WORK TO COMPLETE:
Hunt through the entries for the word "models" and copy each line in which it appears.

(EXTRACTED INFORMATION)

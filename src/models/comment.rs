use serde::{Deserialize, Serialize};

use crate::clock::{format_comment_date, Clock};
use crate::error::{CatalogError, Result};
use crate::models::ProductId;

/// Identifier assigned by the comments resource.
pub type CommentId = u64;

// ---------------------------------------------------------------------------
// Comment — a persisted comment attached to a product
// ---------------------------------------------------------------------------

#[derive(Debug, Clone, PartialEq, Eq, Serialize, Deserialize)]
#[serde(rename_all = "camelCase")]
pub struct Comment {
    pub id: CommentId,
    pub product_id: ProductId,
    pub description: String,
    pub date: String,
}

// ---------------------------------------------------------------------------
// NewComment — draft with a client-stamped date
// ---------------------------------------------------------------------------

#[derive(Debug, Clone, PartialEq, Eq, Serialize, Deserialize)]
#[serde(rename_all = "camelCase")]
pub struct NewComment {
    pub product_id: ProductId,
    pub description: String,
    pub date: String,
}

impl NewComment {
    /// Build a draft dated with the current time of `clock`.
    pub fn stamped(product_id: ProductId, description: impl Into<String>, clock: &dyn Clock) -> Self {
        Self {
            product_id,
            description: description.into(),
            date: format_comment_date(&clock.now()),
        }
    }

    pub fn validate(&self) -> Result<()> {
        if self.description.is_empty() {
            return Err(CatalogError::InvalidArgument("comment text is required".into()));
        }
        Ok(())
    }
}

(End EXTRACTED INFORMATION)

REPLY:
filename src/models/comment.rs
use crate::models::ProductId;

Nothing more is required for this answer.